◆ Your objective: Copy every line of the entries that has the string "usize" in it.

◆ Data section:
= Beginning of Section =

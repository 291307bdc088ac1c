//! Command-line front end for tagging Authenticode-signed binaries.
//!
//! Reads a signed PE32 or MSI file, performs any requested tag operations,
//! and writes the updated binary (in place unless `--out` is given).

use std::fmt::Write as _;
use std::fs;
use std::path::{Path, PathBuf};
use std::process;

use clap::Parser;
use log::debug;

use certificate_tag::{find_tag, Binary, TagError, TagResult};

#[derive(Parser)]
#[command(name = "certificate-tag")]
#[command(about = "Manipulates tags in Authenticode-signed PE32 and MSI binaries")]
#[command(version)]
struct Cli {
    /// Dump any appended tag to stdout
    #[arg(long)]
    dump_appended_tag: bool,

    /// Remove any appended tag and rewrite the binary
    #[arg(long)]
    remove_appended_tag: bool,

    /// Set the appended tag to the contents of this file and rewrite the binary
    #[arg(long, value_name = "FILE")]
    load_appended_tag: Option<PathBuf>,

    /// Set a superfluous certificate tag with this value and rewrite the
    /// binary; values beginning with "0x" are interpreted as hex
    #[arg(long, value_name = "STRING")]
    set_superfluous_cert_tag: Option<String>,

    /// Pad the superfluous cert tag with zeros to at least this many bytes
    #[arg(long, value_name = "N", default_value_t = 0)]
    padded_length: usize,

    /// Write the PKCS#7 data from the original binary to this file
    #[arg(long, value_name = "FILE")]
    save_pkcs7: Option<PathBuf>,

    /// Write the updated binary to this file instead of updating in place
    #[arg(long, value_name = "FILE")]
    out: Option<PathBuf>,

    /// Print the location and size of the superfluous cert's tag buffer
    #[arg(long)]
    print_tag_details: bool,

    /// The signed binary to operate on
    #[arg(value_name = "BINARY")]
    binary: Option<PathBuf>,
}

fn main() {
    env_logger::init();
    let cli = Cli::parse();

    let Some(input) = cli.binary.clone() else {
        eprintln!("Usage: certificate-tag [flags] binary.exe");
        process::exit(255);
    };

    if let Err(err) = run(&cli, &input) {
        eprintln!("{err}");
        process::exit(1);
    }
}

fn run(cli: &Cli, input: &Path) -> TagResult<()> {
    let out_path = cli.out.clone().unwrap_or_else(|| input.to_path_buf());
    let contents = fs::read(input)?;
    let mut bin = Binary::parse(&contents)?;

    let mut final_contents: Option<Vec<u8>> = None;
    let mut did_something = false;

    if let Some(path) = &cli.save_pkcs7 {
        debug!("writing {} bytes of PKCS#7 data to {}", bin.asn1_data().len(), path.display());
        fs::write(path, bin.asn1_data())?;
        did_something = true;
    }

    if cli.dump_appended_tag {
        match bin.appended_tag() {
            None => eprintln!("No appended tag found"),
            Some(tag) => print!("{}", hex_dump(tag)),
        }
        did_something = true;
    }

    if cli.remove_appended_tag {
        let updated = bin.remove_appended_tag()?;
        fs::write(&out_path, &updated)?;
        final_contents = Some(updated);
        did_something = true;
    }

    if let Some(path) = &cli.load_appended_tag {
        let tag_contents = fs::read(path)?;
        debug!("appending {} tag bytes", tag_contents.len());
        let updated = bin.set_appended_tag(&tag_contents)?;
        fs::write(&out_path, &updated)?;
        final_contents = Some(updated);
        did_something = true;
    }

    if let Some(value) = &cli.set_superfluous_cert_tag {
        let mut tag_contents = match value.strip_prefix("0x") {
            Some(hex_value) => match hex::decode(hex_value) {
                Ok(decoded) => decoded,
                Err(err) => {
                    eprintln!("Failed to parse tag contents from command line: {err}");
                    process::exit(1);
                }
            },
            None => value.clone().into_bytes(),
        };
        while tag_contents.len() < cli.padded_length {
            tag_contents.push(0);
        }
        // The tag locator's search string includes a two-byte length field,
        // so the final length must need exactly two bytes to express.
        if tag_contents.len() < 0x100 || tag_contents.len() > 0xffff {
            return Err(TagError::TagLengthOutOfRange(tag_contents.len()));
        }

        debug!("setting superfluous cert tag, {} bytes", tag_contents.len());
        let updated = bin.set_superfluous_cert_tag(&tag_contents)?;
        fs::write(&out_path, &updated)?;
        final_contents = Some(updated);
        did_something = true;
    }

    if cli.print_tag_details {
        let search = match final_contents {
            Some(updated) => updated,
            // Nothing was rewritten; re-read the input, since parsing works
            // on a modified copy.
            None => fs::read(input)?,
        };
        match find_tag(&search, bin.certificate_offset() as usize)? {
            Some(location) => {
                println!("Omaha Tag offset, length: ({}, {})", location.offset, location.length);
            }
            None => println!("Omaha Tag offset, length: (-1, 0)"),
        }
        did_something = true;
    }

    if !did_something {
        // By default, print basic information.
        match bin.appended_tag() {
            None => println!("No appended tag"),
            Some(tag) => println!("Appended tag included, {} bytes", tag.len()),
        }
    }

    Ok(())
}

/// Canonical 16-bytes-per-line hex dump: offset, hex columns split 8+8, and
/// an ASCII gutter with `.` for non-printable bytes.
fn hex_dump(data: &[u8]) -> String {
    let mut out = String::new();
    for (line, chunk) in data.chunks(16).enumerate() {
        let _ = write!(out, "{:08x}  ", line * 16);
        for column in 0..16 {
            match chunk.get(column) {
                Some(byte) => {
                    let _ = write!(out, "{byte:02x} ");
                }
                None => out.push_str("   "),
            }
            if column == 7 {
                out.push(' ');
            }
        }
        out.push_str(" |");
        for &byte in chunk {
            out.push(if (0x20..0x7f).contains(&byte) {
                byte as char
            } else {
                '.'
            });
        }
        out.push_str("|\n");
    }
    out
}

= End of Section =
= Beginning of Section =

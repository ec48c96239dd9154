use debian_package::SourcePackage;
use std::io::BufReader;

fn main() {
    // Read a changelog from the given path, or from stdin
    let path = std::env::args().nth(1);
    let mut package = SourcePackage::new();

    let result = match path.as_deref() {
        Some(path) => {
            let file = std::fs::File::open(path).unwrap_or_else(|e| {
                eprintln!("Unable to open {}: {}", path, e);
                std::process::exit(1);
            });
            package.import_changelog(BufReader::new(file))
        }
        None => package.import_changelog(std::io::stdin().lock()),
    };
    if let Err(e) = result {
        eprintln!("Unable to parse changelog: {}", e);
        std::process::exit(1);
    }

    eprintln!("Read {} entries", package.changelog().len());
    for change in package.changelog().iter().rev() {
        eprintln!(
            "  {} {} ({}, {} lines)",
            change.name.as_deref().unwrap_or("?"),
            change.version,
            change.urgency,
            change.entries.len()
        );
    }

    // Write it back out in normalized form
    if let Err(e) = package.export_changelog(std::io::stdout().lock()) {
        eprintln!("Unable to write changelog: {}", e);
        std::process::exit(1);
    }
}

= End of Section =

◆ Result for this exercise:
    padded_length: usize,
        match find_tag(&search, bin.certificate_offset() as usize)? {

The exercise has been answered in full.